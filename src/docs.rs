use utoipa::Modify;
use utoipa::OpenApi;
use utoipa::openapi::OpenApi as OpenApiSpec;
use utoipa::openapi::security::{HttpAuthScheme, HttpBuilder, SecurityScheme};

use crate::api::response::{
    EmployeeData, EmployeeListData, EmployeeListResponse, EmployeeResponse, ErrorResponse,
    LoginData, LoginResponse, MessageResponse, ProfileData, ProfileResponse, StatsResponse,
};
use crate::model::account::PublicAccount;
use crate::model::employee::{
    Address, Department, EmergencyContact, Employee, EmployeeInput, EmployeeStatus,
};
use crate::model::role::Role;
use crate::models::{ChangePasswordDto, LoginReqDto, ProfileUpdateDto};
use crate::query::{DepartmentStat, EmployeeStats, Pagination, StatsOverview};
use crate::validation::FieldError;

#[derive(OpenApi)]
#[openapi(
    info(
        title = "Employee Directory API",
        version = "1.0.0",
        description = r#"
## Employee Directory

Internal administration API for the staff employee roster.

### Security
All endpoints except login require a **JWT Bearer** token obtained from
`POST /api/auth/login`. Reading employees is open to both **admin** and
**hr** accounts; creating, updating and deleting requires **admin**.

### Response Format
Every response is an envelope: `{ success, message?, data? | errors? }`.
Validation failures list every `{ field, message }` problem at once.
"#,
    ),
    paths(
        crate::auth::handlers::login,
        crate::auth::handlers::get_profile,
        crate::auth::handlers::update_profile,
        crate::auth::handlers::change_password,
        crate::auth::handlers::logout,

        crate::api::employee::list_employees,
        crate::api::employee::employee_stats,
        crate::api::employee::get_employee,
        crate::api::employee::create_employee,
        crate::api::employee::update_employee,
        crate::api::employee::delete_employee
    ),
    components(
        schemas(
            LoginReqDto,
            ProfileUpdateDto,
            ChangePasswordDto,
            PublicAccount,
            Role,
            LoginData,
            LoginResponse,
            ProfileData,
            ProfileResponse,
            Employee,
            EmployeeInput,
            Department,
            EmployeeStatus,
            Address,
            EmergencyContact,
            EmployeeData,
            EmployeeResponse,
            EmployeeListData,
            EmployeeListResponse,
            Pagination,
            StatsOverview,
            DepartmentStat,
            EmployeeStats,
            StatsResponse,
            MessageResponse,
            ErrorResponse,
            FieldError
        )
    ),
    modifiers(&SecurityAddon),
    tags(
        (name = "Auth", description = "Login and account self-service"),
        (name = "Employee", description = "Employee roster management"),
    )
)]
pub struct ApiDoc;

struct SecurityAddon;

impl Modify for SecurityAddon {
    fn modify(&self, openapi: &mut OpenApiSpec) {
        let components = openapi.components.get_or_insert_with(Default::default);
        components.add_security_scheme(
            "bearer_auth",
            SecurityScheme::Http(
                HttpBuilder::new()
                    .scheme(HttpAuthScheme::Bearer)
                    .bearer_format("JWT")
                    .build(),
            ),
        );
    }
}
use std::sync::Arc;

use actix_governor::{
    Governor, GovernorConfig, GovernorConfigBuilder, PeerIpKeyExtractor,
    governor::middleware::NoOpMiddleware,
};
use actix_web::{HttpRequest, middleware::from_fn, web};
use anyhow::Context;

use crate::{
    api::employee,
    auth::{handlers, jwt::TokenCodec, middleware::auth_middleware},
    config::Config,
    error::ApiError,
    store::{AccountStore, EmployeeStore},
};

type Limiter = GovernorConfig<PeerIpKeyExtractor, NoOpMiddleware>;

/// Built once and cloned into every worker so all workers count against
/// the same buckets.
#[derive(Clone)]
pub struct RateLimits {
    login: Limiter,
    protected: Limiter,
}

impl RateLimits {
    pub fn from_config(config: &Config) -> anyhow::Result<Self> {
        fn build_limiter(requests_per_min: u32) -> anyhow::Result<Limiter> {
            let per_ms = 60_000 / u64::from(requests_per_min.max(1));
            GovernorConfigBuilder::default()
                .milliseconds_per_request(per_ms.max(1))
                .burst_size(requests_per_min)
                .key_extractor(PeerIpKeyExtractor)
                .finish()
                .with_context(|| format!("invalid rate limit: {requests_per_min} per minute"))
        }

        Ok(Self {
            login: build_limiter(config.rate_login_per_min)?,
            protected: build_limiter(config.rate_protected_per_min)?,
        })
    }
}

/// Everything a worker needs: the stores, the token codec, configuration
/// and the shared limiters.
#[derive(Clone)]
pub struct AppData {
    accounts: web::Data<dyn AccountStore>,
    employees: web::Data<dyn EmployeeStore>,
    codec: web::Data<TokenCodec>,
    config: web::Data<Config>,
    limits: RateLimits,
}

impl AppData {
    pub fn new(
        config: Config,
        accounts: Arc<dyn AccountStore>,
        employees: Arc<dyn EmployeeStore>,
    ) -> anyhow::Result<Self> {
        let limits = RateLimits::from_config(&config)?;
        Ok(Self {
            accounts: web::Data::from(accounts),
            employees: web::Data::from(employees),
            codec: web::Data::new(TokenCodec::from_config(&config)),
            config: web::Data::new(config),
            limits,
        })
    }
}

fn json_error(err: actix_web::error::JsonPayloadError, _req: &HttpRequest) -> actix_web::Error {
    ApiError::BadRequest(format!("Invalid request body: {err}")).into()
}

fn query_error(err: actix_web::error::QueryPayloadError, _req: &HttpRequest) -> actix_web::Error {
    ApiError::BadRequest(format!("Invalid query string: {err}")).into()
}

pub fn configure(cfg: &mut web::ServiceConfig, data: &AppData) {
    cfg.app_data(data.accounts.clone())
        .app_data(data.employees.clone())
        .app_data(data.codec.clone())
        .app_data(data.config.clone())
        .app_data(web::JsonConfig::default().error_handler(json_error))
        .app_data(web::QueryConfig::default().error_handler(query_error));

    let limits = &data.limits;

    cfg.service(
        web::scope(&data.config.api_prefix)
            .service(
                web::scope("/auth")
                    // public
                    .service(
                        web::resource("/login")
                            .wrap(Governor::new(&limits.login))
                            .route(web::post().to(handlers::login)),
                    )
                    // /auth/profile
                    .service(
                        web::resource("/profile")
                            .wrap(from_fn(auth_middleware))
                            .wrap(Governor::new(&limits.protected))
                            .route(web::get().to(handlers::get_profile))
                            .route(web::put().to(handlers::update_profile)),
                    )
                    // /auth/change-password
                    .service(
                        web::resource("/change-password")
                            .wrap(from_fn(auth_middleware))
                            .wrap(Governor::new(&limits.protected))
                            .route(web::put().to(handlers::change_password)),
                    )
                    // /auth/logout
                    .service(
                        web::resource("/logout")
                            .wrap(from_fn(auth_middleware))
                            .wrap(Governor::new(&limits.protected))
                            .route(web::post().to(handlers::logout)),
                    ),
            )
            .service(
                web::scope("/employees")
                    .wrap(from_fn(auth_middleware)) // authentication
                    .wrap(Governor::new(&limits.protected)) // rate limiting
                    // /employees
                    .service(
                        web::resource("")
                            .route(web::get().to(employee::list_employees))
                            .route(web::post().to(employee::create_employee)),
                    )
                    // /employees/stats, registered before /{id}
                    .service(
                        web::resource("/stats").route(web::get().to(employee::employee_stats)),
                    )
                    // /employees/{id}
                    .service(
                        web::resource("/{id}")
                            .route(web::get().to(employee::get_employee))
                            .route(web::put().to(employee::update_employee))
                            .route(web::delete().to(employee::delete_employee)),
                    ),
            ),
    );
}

**DESCRIPTION OF THE TASK**
An exact repeat of the whole listing above is needed; write it out now.

**REPLY TO THE EXERCISE**
filename src/docs.rs
use utoipa::Modify;
use utoipa::OpenApi;
use utoipa::openapi::OpenApi as OpenApiSpec;
use utoipa::openapi::security::{HttpAuthScheme, HttpBuilder, SecurityScheme};

use crate::api::response::{
    EmployeeData, EmployeeListData, EmployeeListResponse, EmployeeResponse, ErrorResponse,
    LoginData, LoginResponse, MessageResponse, ProfileData, ProfileResponse, StatsResponse,
};
use crate::model::account::PublicAccount;
use crate::model::employee::{
    Address, Department, EmergencyContact, Employee, EmployeeInput, EmployeeStatus,
};
use crate::model::role::Role;
use crate::models::{ChangePasswordDto, LoginReqDto, ProfileUpdateDto};
use crate::query::{DepartmentStat, EmployeeStats, Pagination, StatsOverview};
use crate::validation::FieldError;

#[derive(OpenApi)]
#[openapi(
    info(
        title = "Employee Directory API",
        version = "1.0.0",
        description = r#"
## Employee Directory

Internal administration API for the staff employee roster.

### Security
All endpoints except login require a **JWT Bearer** token obtained from
`POST /api/auth/login`. Reading employees is open to both **admin** and
**hr** accounts; creating, updating and deleting requires **admin**.

### Response Format
Every response is an envelope: `{ success, message?, data? | errors? }`.
Validation failures list every `{ field, message }` problem at once.
"#,
    ),
    paths(
        crate::auth::handlers::login,
        crate::auth::handlers::get_profile,
        crate::auth::handlers::update_profile,
        crate::auth::handlers::change_password,
        crate::auth::handlers::logout,

        crate::api::employee::list_employees,
        crate::api::employee::employee_stats,
        crate::api::employee::get_employee,
        crate::api::employee::create_employee,
        crate::api::employee::update_employee,
        crate::api::employee::delete_employee
    ),
    components(
        schemas(
            LoginReqDto,
            ProfileUpdateDto,
            ChangePasswordDto,
            PublicAccount,
            Role,
            LoginData,
            LoginResponse,
            ProfileData,
            ProfileResponse,
            Employee,
            EmployeeInput,
            Department,
            EmployeeStatus,
            Address,
            EmergencyContact,
            EmployeeData,
            EmployeeResponse,
            EmployeeListData,
            EmployeeListResponse,
            Pagination,
            StatsOverview,
            DepartmentStat,
            EmployeeStats,
            StatsResponse,
            MessageResponse,
            ErrorResponse,
            FieldError
        )
    ),
    modifiers(&SecurityAddon),
    tags(
        (name = "Auth", description = "Login and account self-service"),
        (name = "Employee", description = "Employee roster management"),
    )
)]
pub struct ApiDoc;

struct SecurityAddon;

impl Modify for SecurityAddon {
    fn modify(&self, openapi: &mut OpenApiSpec) {
        let components = openapi.components.get_or_insert_with(Default::default);
        components.add_security_scheme(
            "bearer_auth",
            SecurityScheme::Http(
                HttpBuilder::new()
                    .scheme(HttpAuthScheme::Bearer)
                    .bearer_format("JWT")
                    .build(),
            ),
        );
    }
}
use std::sync::Arc;

use actix_governor::{
    Governor, GovernorConfig, GovernorConfigBuilder, PeerIpKeyExtractor,
    governor::middleware::NoOpMiddleware,
};
use actix_web::{HttpRequest, middleware::from_fn, web};
use anyhow::Context;

use crate::{
    api::employee,
    auth::{handlers, jwt::TokenCodec, middleware::auth_middleware},
    config::Config,
    error::ApiError,
    store::{AccountStore, EmployeeStore},
};

type Limiter = GovernorConfig<PeerIpKeyExtractor, NoOpMiddleware>;

/// Built once and cloned into every worker so all workers count against
/// the same buckets.
#[derive(Clone)]
pub struct RateLimits {
    login: Limiter,
    protected: Limiter,
}

impl RateLimits {
    pub fn from_config(config: &Config) -> anyhow::Result<Self> {
        fn build_limiter(requests_per_min: u32) -> anyhow::Result<Limiter> {
            let per_ms = 60_000 / u64::from(requests_per_min.max(1));
            GovernorConfigBuilder::default()
                .milliseconds_per_request(per_ms.max(1))
                .burst_size(requests_per_min)
                .key_extractor(PeerIpKeyExtractor)
                .finish()
                .with_context(|| format!("invalid rate limit: {requests_per_min} per minute"))
        }

        Ok(Self {
            login: build_limiter(config.rate_login_per_min)?,
            protected: build_limiter(config.rate_protected_per_min)?,
        })
    }
}

/// Everything a worker needs: the stores, the token codec, configuration
/// and the shared limiters.
#[derive(Clone)]
pub struct AppData {
    accounts: web::Data<dyn AccountStore>,
    employees: web::Data<dyn EmployeeStore>,
    codec: web::Data<TokenCodec>,
    config: web::Data<Config>,
    limits: RateLimits,
}

impl AppData {
    pub fn new(
        config: Config,
        accounts: Arc<dyn AccountStore>,
        employees: Arc<dyn EmployeeStore>,
    ) -> anyhow::Result<Self> {
        let limits = RateLimits::from_config(&config)?;
        Ok(Self {
            accounts: web::Data::from(accounts),
            employees: web::Data::from(employees),
            codec: web::Data::new(TokenCodec::from_config(&config)),
            config: web::Data::new(config),
            limits,
        })
    }
}

fn json_error(err: actix_web::error::JsonPayloadError, _req: &HttpRequest) -> actix_web::Error {
    ApiError::BadRequest(format!("Invalid request body: {err}")).into()
}

fn query_error(err: actix_web::error::QueryPayloadError, _req: &HttpRequest) -> actix_web::Error {
    ApiError::BadRequest(format!("Invalid query string: {err}")).into()
}

pub fn configure(cfg: &mut web::ServiceConfig, data: &AppData) {
    cfg.app_data(data.accounts.clone())
        .app_data(data.employees.clone())
        .app_data(data.codec.clone())
        .app_data(data.config.clone())
        .app_data(web::JsonConfig::default().error_handler(json_error))
        .app_data(web::QueryConfig::default().error_handler(query_error));

    let limits = &data.limits;

    cfg.service(
        web::scope(&data.config.api_prefix)
            .service(
                web::scope("/auth")
                    // public
                    .service(
                        web::resource("/login")
                            .wrap(Governor::new(&limits.login))
                            .route(web::post().to(handlers::login)),
                    )
                    // /auth/profile
                    .service(
                        web::resource("/profile")
                            .wrap(from_fn(auth_middleware))
                            .wrap(Governor::new(&limits.protected))
                            .route(web::get().to(handlers::get_profile))
                            .route(web::put().to(handlers::update_profile)),
                    )
                    // /auth/change-password
                    .service(
                        web::resource("/change-password")
                            .wrap(from_fn(auth_middleware))
                            .wrap(Governor::new(&limits.protected))
                            .route(web::put().to(handlers::change_password)),
                    )
                    // /auth/logout
                    .service(
                        web::resource("/logout")
                            .wrap(from_fn(auth_middleware))
                            .wrap(Governor::new(&limits.protected))
                            .route(web::post().to(handlers::logout)),
                    ),
            )
            .service(
                web::scope("/employees")
                    .wrap(from_fn(auth_middleware)) // authentication
                    .wrap(Governor::new(&limits.protected)) // rate limiting
                    // /employees
                    .service(
                        web::resource("")
                            .route(web::get().to(employee::list_employees))
                            .route(web::post().to(employee::create_employee)),
                    )
                    // /employees/stats, registered before /{id}
                    .service(
                        web::resource("/stats").route(web::get().to(employee::employee_stats)),
                    )
                    // /employees/{id}
                    .service(
                        web::resource("/{id}")
                            .route(web::get().to(employee::get_employee))
                            .route(web::put().to(employee::update_employee))
                            .route(web::delete().to(employee::delete_employee)),
                    ),
            ),
    );
}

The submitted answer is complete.